How to do the OCR project with Python

Question

1.00/5 (3 votes)

See more:

Step 1: firstly create an AWS account. And then create an IAM user with AWS
textract full access.
Step 2: After creating IAM used we get aws_access_key_id, and
aws_secret_access_key these keys are important to connect AWS with our local
python script.
Step 3: When the code triggers firstly it split a pdf file into images for that pdf2image
library used.
Step 4: After that one by one image pass to the createTable(image) function using
this function it fetches a table from the image and saves it into a CSV file.
Step 5: Step 4 gets repeated for the key-value pair.
Step 6: Once all files are created Code() function trigger
Step 7: In the code function, it takes only those CSV files whose header contains Test
name, Technology, value, and units this header is for thyrocare.
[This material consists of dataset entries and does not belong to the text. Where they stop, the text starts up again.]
//! Pluggable data-quality analysis
//!
//! An [`Analyzer`] inspects a dataset and lazily yields [`IssueReport`]s. The
//! [`AnalyzerRegistry`] holds the analyzers in registration order and the
//! [`AnalysisOrchestrator`] runs all of them, isolating failures per analyzer.
//!
//! ```rust,ignore
//! let mut registry = AnalyzerRegistry::new();
//! registry.register("image-issues", ImageIssueAnalyzer::new(Arc::new(HeuristicDetector::default())));
//!
//! let orchestrator = AnalysisOrchestrator::new(Arc::new(registry));
//! let issues = orchestrator.run_all(source.as_ref(), &dtypes, &CancellationToken::new())?;
//! ```

mod detector;
mod image;
mod orchestrator;
mod registry;

use thiserror::Error;

use crate::datasource::DataSource;
use crate::domain::{ColumnTypeMapping, IssueReport};

pub use detector::{DetectorConfig, HeuristicDetector, ImageFlags, ImageIssueKind, ImageQualityDetector};
pub use image::ImageIssueAnalyzer;
pub use orchestrator::AnalysisOrchestrator;
pub use registry::{AnalyzerRegistry, FnAnalyzer};

/// Errors an analyzer may raise while producing issues
///
/// The orchestrator contains these: a failing analyzer contributes no issues.
#[derive(Debug, Error)]
pub enum AnalyzerError {
    #[error("Detector error: {0}")]
    Detector(String),

    #[error("IO error: {0}")]
    Io(#[from] std::io::Error),

    #[error("Analyzer failed: {0}")]
    Failed(String),
}

/// Lazy sequence of issues produced by one analyzer run
pub type IssueStream<'a> = Box<dyn Iterator<Item = Result<IssueReport, AnalyzerError>> + 'a>;

/// A detector for one class of data-quality issue
///
/// Analyzers get shared references only: the dataset and the type mapping
/// stay untouched.
pub trait Analyzer: Send + Sync {
    fn analyze<'a>(&'a self, source: &'a dyn DataSource, dtypes: &'a ColumnTypeMapping) -> IssueStream<'a>;
}
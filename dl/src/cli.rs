//! CLI definition

use clap::Parser;
use std::path::PathBuf;

/// datalens - coordination runtime for a data-exploration server
#[derive(Debug, Parser)]
#[command(
    name = "datalens",
    about = "Coordination runtime for an interactive data-exploration server",
    version,
    after_help = "The supervisor port and secret are read from CONNECTION_PORT and CONNECTION_AUTHKEY."
)]
pub struct Cli {
    /// Path to config file
    #[arg(short, long, help = "Path to config file")]
    pub config: Option<PathBuf>,

    /// Log level (trace, debug, info, warn, error)
    #[arg(short, long, help = "Log level (overrides config)")]
    pub log_level: Option<String>,

    /// Write logs to this file instead of stderr
    #[arg(long, help = "Write logs to a file instead of stderr")]
    pub log_file: Option<PathBuf>,
}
We can change the
header according to reports.
Step 8: Then add that test data into JSON format.
Step 9: Once JSON is created it dumps into MongoDB. For connection of Python
and MongoDB pymongo library use.
Step 10: After copy the JSON file and pdf file into the pdf collection folder. And
others CSV, the image file gets deleted

What I have tried:

from pdf2image import convert_from_path
import boto3
import csv
import os

images = convert_from_path('table.pdf',500) #poppler_path=r'C:\Program Files\poppler-22.01.0\Library\bin')
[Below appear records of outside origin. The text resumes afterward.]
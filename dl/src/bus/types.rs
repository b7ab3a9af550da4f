//! Messages pushed to viewers

use serde::{Deserialize, Serialize};

/// State-change notification for connected viewers
///
/// Serialized as `{"type": "issuesUpdated"}` and so on.
#[derive(Debug, Clone, Copy, PartialEq, Eq, Serialize, Deserialize)]
#[serde(tag = "type", rename_all = "camelCase")]
pub enum ViewerMessage {
    /// The issue set changed or started recomputing
    IssuesUpdated,
    /// Dataset or configuration changed; refetch state
    Refresh,
    /// A new layout was pushed
    ResetLayout,
}

impl ViewerMessage {
    pub fn message_type(&self) -> &'static str {
        match self {
            ViewerMessage::IssuesUpdated => "issuesUpdated",
            ViewerMessage::Refresh => "refresh",
            ViewerMessage::ResetLayout => "resetLayout",
        }
    }
}

#[cfg(test)]
mod tests {
    use super::*;

    #[test]
    fn test_wire_format() {
        for message in [ViewerMessage::IssuesUpdated, ViewerMessage::Refresh, ViewerMessage::ResetLayout] {
            let json = serde_json::to_value(message).unwrap();
            assert_eq!(json, serde_json::json!({ "type": message.message_type() }));
        }
    }

    #[test]
    fn test_parse_from_viewer_side() {
        let message: ViewerMessage = serde_json::from_str(r#"{"type":"resetLayout"}"#).unwrap();
        assert_eq!(message, ViewerMessage::ResetLayout);
    }
}
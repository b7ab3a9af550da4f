//! Supervisor control channel
//!
//! The supervisor process launches this server and stays connected over a
//! private TCP channel on localhost. The port and shared secret arrive through
//! the environment.
//!
//! ```text
//! datalens                                  supervisor
//!    | -- {"authkey": "..."} -------------------> |
//!    | <------------------------- {"ok": true} -- |
//!    | -- {"kind": "startup"} ------------------> |
//!    | <-------- {"kind": "update", "data": {..}} |
//!    | -- {"kind": "startup_complete"} ---------> |
//!    | <-------------------- {"kind": "get_df"} - |
//!    | -- {"kind": "df", "data": {..}} ---------> |
//! ```

mod client;
mod messages;

use thiserror::Error;

pub use client::{ConnectionInfo, ControlChannel, ControlReader, ControlSender, MAX_LINE_LENGTH};
pub use messages::{
    AppConfigUpdate, DatasetSummary, HandshakeReply, HandshakeRequest, ProcessMessage, ProtocolError,
    SupervisorMessage,
};

/// Control channel failures
#[derive(Debug, Error)]
pub enum ControlError {
    #[error("Environment variable {0} is not set")]
    MissingEnv(String),

    #[error("Invalid port in {var}: {value:?}")]
    InvalidPort { var: String, value: String },

    #[error("Failed to connect to supervisor at {address} after {attempts} attempts")]
    Connect {
        address: String,
        attempts: u32,
        source: std::io::Error,
    },

    #[error("Supervisor rejected the handshake")]
    Rejected,

    #[error("Malformed handshake reply: {0}")]
    Handshake(String),

    #[error("Transport error: {0}")]
    Transport(#[from] std::io::Error),

    #[error("Serialization error: {0}")]
    Serialize(#[from] serde_json::Error),

    #[error("Control channel closed")]
    Closed,
}
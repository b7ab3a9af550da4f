//! ImageIssueAnalyzer - finds quality issues in image columns

use std::collections::VecDeque;
use std::path::PathBuf;
use std::sync::Arc;

use tempfile::TempDir;
use tracing::debug;

use super::{Analyzer, AnalyzerError, ImageIssueKind, ImageQualityDetector, IssueStream};
use crate::datasource::DataSource;
use crate::domain::{ColumnType, ColumnTypeMapping, IssueReport, columns_of_type};

/// Runs a batch image detector over every image column
///
/// Unreadable cells are skipped. Readable images of a column are written to a
/// scratch directory that lives only while that column is analyzed.
pub struct ImageIssueAnalyzer {
    detector: Arc<dyn ImageQualityDetector>,
    scratch_dir: Option<PathBuf>,
}

impl ImageIssueAnalyzer {
    pub fn new(detector: Arc<dyn ImageQualityDetector>) -> Self {
        Self {
            detector,
            scratch_dir: None,
        }
    }

    /// Place scratch directories below `dir` instead of the system temp dir
    pub fn with_scratch_dir(mut self, dir: PathBuf) -> Self {
        self.scratch_dir = Some(dir);
        self
    }

    fn scratch(&self) -> std::io::Result<TempDir> {
        let mut builder = tempfile::Builder::new();
        builder.prefix("datalens-images-");
        match &self.scratch_dir {
            Some(dir) => {
                std::fs::create_dir_all(dir)?;
                builder.tempdir_in(dir)
            }
            None => builder.tempdir(),
        }
    }

    fn analyze_column(&self, source: &dyn DataSource, column: &str, dtype: ColumnType) -> Result<Vec<IssueReport>, AnalyzerError> {
        debug!(%column, rows = source.len(), "ImageIssueAnalyzer::analyze_column: called");
        let scratch = self.scratch()?;

        let mut rows = Vec::new();
        let mut paths = Vec::new();
        for row in 0..source.len() {
            let bytes = match source.get_cell_data(column, row, dtype) {
                Ok(bytes) if !bytes.is_empty() => bytes,
                Ok(_) => continue,
                Err(e) => {
                    debug!(%column, row, error = %e, "analyze_column: skipping unreadable cell");
                    continue;
                }
            };
            let path = scratch.path().join(format!("{row}.img"));
            std::fs::write(&path, &bytes)?;
            rows.push(row);
            paths.push(path);
        }

        if paths.is_empty() {
            debug!(%column, "analyze_column: no readable images");
            return Ok(Vec::new());
        }

        let flags = self.detector.detect(&paths)?;
        if flags.len() != paths.len() {
            return Err(AnalyzerError::Detector(format!(
                "expected {} results, got {}",
                paths.len(),
                flags.len()
            )));
        }
        drop(scratch);

        let issues = ImageIssueKind::ALL
            .iter()
            .filter_map(|&kind| {
                let flagged: Vec<usize> = rows
                    .iter()
                    .zip(&flags)
                    .filter(|(_, f)| f.contains(&kind))
                    .map(|(row, _)| *row)
                    .collect();
                (!flagged.is_empty()).then(|| {
                    IssueReport::new(kind.title(), flagged)
                        .with_severity(kind.severity())
                        .with_columns([column])
                        .with_description(kind.description())
                })
            })
            .collect::<Vec<_>>();
        debug!(%column, count = issues.len(), "analyze_column: done");
        Ok(issues)
    }
}

impl Analyzer for ImageIssueAnalyzer {
    fn analyze<'a>(&'a self, source: &'a dyn DataSource, dtypes: &'a ColumnTypeMapping) -> IssueStream<'a> {
        let columns = columns_of_type(dtypes, ColumnType::Image);
        debug!(?columns, "ImageIssueAnalyzer::analyze: called");
        Box::new(ColumnIssues {
            analyzer: self,
            source,
            columns: columns.into(),
            pending: VecDeque::new(),
        })
    }
}

/// Analyzes one column at a time, only when its issues are asked for
struct ColumnIssues<'a> {
    analyzer: &'a ImageIssueAnalyzer,
    source: &'a dyn DataSource,
    columns: VecDeque<String>,
    pending: VecDeque<IssueReport>,
}

impl Iterator for ColumnIssues<'_> {
    type Item = Result<IssueReport, AnalyzerError>;

    fn next(&mut self) -> Option<Self::Item> {
        loop {
            if let Some(issue) = self.pending.pop_front() {
                return Some(Ok(issue));
            }
            let column = self.columns.pop_front()?;
            match self.analyzer.analyze_column(self.source, &column, ColumnType::Image) {
                Ok(issues) => self.pending.extend(issues),
                Err(e) => return Some(Err(e)),
            }
        }
    }
}

#[cfg(test)]
mod tests {
    use super::*;
    use crate::analysis::ImageFlags;
    use crate::datasource::MemoryDataSource;
    use std::panic::{AssertUnwindSafe, catch_unwind};
    use std::sync::Mutex;

    /// Flags images by their first byte and records where they were stored
    #[derive(Default)]
    struct ByteDetector {
        blurry: Vec<u8>,
        dark: Vec<u8>,
        seen_dirs: Mutex<Vec<PathBuf>>,
        calls: Mutex<usize>,
    }

    impl ImageQualityDetector for ByteDetector {
        fn detect(&self, images: &[PathBuf]) -> Result<Vec<ImageFlags>, AnalyzerError> {
            *self.calls.lock().unwrap() += 1;
            if let Some(parent) = images.first().and_then(|p| p.parent()) {
                self.seen_dirs.lock().unwrap().push(parent.to_path_buf());
            }
            images
                .iter()
                .map(|p| -> Result<ImageFlags, AnalyzerError> {
                    let byte = std::fs::read(p)?[0];
                    let mut flags = ImageFlags::new();
                    if self.blurry.contains(&byte) {
                        flags.insert(ImageIssueKind::Blurry);
                    }
                    if self.dark.contains(&byte) {
                        flags.insert(ImageIssueKind::Dark);
                    }
                    Ok(flags)
                })
                .collect()
        }
    }

    struct PanickingDetector {
        seen_dirs: Mutex<Vec<PathBuf>>,
    }

    impl ImageQualityDetector for PanickingDetector {
        fn detect(&self, images: &[PathBuf]) -> Result<Vec<ImageFlags>, AnalyzerError> {
            let parent = images[0].parent().unwrap().to_path_buf();
            self.seen_dirs.lock().unwrap().push(parent);
            panic!("detector crashed");
        }
    }

    /// Ten rows, rows 2 and 5 undecodable, each readable cell holds its row index
    fn ten_rows() -> MemoryDataSource {
        let cells = (0..10u8).map(|i| if i == 2 || i == 5 { None } else { Some(vec![i]) }).collect();
        MemoryDataSource::new("mem").with_column("imgcol", ColumnType::Image, cells)
    }

    fn collect(analyzer: &ImageIssueAnalyzer, source: &dyn DataSource) -> Vec<IssueReport> {
        let dtypes = source.guess_dtypes();
        analyzer.analyze(source, &dtypes).collect::<Result<_, _>>().unwrap()
    }

    #[test]
    fn test_blurry_row_reported_with_original_index() {
        let detector = Arc::new(ByteDetector {
            blurry: vec![3],
            ..Default::default()
        });
        let analyzer = ImageIssueAnalyzer::new(detector.clone());

        let issues = collect(&analyzer, &ten_rows());
        assert_eq!(issues.len(), 1);
        assert_eq!(issues[0].title(), "Blurry images");
        assert_eq!(issues[0].affected_rows(), &[3]);
        assert_eq!(issues[0].affected_columns(), Some(&["imgcol".to_string()][..]));
        assert_eq!(*detector.calls.lock().unwrap(), 1);
    }

    #[test]
    fn test_unreadable_rows_never_reported() {
        let detector = Arc::new(ByteDetector {
            dark: (0..10).collect(),
            ..Default::default()
        });
        let analyzer = ImageIssueAnalyzer::new(detector);

        let issues = collect(&analyzer, &ten_rows());
        assert_eq!(issues.len(), 1);
        assert_eq!(issues[0].affected_rows(), &[0, 1, 3, 4, 6, 7, 8, 9]);
    }

    #[test]
    fn test_column_without_readable_images_yields_nothing() {
        let source = MemoryDataSource::new("mem").with_column("img", ColumnType::Image, vec![None, Some(vec![])]);
        let detector = Arc::new(ByteDetector {
            dark: (0..10).collect(),
            ..Default::default()
        });
        let analyzer = ImageIssueAnalyzer::new(detector.clone());

        assert!(collect(&analyzer, &source).is_empty());
        assert_eq!(*detector.calls.lock().unwrap(), 0);
    }

    #[test]
    fn test_only_image_columns_analyzed() {
        let source = MemoryDataSource::new("mem")
            .with_column("a", ColumnType::Image, vec![Some(vec![1])])
            .with_column("b", ColumnType::Str, vec![Some(vec![1])])
            .with_column("c", ColumnType::Image, vec![Some(vec![1])]);
        let detector = Arc::new(ByteDetector {
            blurry: vec![1],
            ..Default::default()
        });
        let analyzer = ImageIssueAnalyzer::new(detector.clone());

        let issues = collect(&analyzer, &source);
        let columns: Vec<_> = issues.iter().map(|i| i.affected_columns().unwrap()[0].clone()).collect();
        assert_eq!(columns, vec!["a", "c"]);
        assert_eq!(*detector.calls.lock().unwrap(), 2);
    }

    #[test]
    fn test_columns_are_analyzed_lazily() {
        let source = MemoryDataSource::new("mem")
            .with_column("a", ColumnType::Image, vec![Some(vec![1])])
            .with_column("b", ColumnType::Image, vec![Some(vec![1])]);
        let detector = Arc::new(ByteDetector {
            blurry: vec![1],
            ..Default::default()
        });
        let analyzer = ImageIssueAnalyzer::new(detector.clone());
        let dtypes = source.guess_dtypes();

        let mut stream = analyzer.analyze(&source, &dtypes);
        assert_eq!(*detector.calls.lock().unwrap(), 0);
        stream.next();
        assert_eq!(*detector.calls.lock().unwrap(), 1);
    }

    #[test]
    fn test_scratch_dir_removed_after_column() {
        let root = TempDir::new().unwrap();
        let detector = Arc::new(ByteDetector::default());
        let analyzer = ImageIssueAnalyzer::new(detector.clone()).with_scratch_dir(root.path().join("scratch"));

        collect(&analyzer, &ten_rows());
        let dirs = detector.seen_dirs.lock().unwrap();
        assert_eq!(dirs.len(), 1);
        assert!(dirs[0].starts_with(root.path()));
        assert!(!dirs[0].exists());
    }

    #[test]
    fn test_scratch_dir_removed_on_panic() {
        let detector = Arc::new(PanickingDetector {
            seen_dirs: Mutex::new(Vec::new()),
        });
        let analyzer = ImageIssueAnalyzer::new(detector.clone());
        let source = ten_rows();

        let result = catch_unwind(AssertUnwindSafe(|| collect(&analyzer, &source)));
        assert!(result.is_err());
        let dirs = detector.seen_dirs.lock().unwrap();
        assert!(!dirs[0].exists());
    }

    #[test]
    fn test_detector_result_count_mismatch_is_error() {
        struct Short;
        impl ImageQualityDetector for Short {
            fn detect(&self, _: &[PathBuf]) -> Result<Vec<ImageFlags>, AnalyzerError> {
                Ok(vec![])
            }
        }
        let analyzer = ImageIssueAnalyzer::new(Arc::new(Short));
        let source = ten_rows();
        let dtypes = source.guess_dtypes();
        let items: Vec<_> = analyzer.analyze(&source, &dtypes).collect();
        assert!(matches!(items.as_slice(), [Err(AnalyzerError::Detector(_))]));
    }
}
for i in range(len(images)):
    images[i].save('page'+str(i)+'.jpg')

aws_access_key_id = ""
aws_secret_access_key = ""

textract = boto3.client('textract',
                        aws_access_key_id=aws_access_key_id,
                        aws_secret_access_key=aws_secret_access_key)

def create_table(images):
    image_data = images.tobytes()
    response = textract.analyze_document(
        Document={
            'Bytes': image_data
        },
        FeatureTypes=["TABLES"]
    )

    tables = []
    for item in response['Blocks']:
        if item['BlockType'] == 'TABLE':
            table = []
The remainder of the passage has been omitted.